Technical analysis primarily utilizes historical trends of price movements as indicators of how a security will perform going forward. It can also look at other historical trends such as trading volume. Technical analysis operates under the fact that the market and price movement tends to repeat itself in patterns.
Fundamental analysis differs as it is intended to help the investor find the real value of a security, which after comparing to the current market price, identifies if it is being over or undervalued. This process looks at anything that could possibly factor into the value. This includes looking at information from financial statements to examining the impact of current economic or political factors on the value of a security.
Many use one or a combination of both to create a trading strategy. However, to help generate the best results, all trading strategies should be tested with tools such as backtesting or forward testing before being executed.
Backtesting helps the trader see how successful a trading strategy would have been had the trade been executed in the past under similar market situations. It essentially simulates how well a certain trade idea would have performed and allows the trader to see just how risky a potential trade strategy would be.
Let’s say, for example, that you have a trading strategy and see that in the last 10 minutes, Natural Gas went up 5%. A backtester might indicate that in a similar circumstance when that happens, the desired trade is successful in reaching its profit target 80% of the time. As technical analysts understand that price movement tends to repeat itself and occurs in patterns, the trader would likely be comfortable executing the strategy in this instance.
There are two methods of backtesting: automated and manual.
Manual backtesting is extremely tedious and time consuming. In this method, you can print out and analyze charts to see what happened in nearly identical instances.
Automated backtesting is much more efficient as a program can let you know the success rate of the trade idea based on past historical data and all relevant charts almost instantaneously. While this method is preferred, it often requires the use of an expensive platform or developing advanced software/coding.
This tool can be seen as almost the opposite of a backtester. With forward testing, a trader can test a trading strategy with the real market or a simulated one. It relies on seeing how a trade strategy would play out in the present rather than focusing on past data.
It is also known as paper trading, as no real money is exchanged. Forward testing is simply a simulation of how a trading strategy will perform.
Paper trading can be done in a couple different ways. Traders can forward test by following the live market and recording potential trades by hand, or by using an online market simulator which is intended to be similar to current market conditions. Many brokerage firms provide software for the latter as it helps traders and new learners seamlessly transition from testing their strategies to implementing them in reality.

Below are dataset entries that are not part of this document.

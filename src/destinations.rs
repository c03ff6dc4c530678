//! Destinations file parsing: the query workload an experiment run
//! replays against both preprocessed graphs.
use std::path::Path;

use anyhow::{bail, Context};

use crate::graph::NodeIndex;

/// A single `(source, target)` query. Node ids are taken verbatim from the
/// file, never re-indexed.
#[derive(Debug, Clone, Copy, PartialEq, Eq)]
pub struct Destination {
    pub source: NodeIndex,
    pub target: NodeIndex,
}

/// Parses destination lines: `c ...` comments are ignored, `d s t` lines
/// are queries, and any other first token is a parse error.
pub fn parse(input: &str) -> anyhow::Result<Vec<Destination>> {
    let mut destinations = Vec::new();

    for (line_no, line) in input.lines().enumerate() {
        let line = line.trim();
        if line.is_empty() {
            continue;
        }

        let mut parts = line.split_whitespace();
        match parts.next() {
            Some("c") => continue,
            Some("d") => {
                let s: i64 = parts
                    .next()
                    .context("missing source node")?
                    .parse()
                    .context("invalid source node")?;
                let t: i64 = parts
                    .next()
                    .context("missing target node")?
                    .parse()
                    .context("invalid target node")?;
                if s < 0 || t < 0 {
                    bail!("negative node id on line {}", line_no + 1);
                }
                destinations.push(Destination {
                    source: NodeIndex::new(s as usize),
                    target: NodeIndex::new(t as usize),
                });
            }
            Some(other) => bail!("unrecognized line prefix {:?} on line {}", other, line_no + 1),
            None => continue,
        }
    }

    Ok(destinations)
}

pub fn read_file(path: impl AsRef<Path>) -> anyhow::Result<Vec<Destination>> {
    let content = std::fs::read_to_string(path.as_ref())
        .with_context(|| format!("reading destinations file {:?}", path.as_ref()))?;
    parse(&content)
}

However, because these methods do not involve the use of real money, forward testing can downplay the risk of the situation. For the best results, every move the trader makes while forward testing should be done with the belief that they would actually make those trades with real money.
Also, if you use a simulated market, the market conditions may not be exactly the same. This is important to note before implementing any trading strategy after forward testing.
As it can be useful to see if history backs up a trading strategy and how it would play out in the present, backtesting and forward testing are important trade testing tools to help a trader reach success in the market.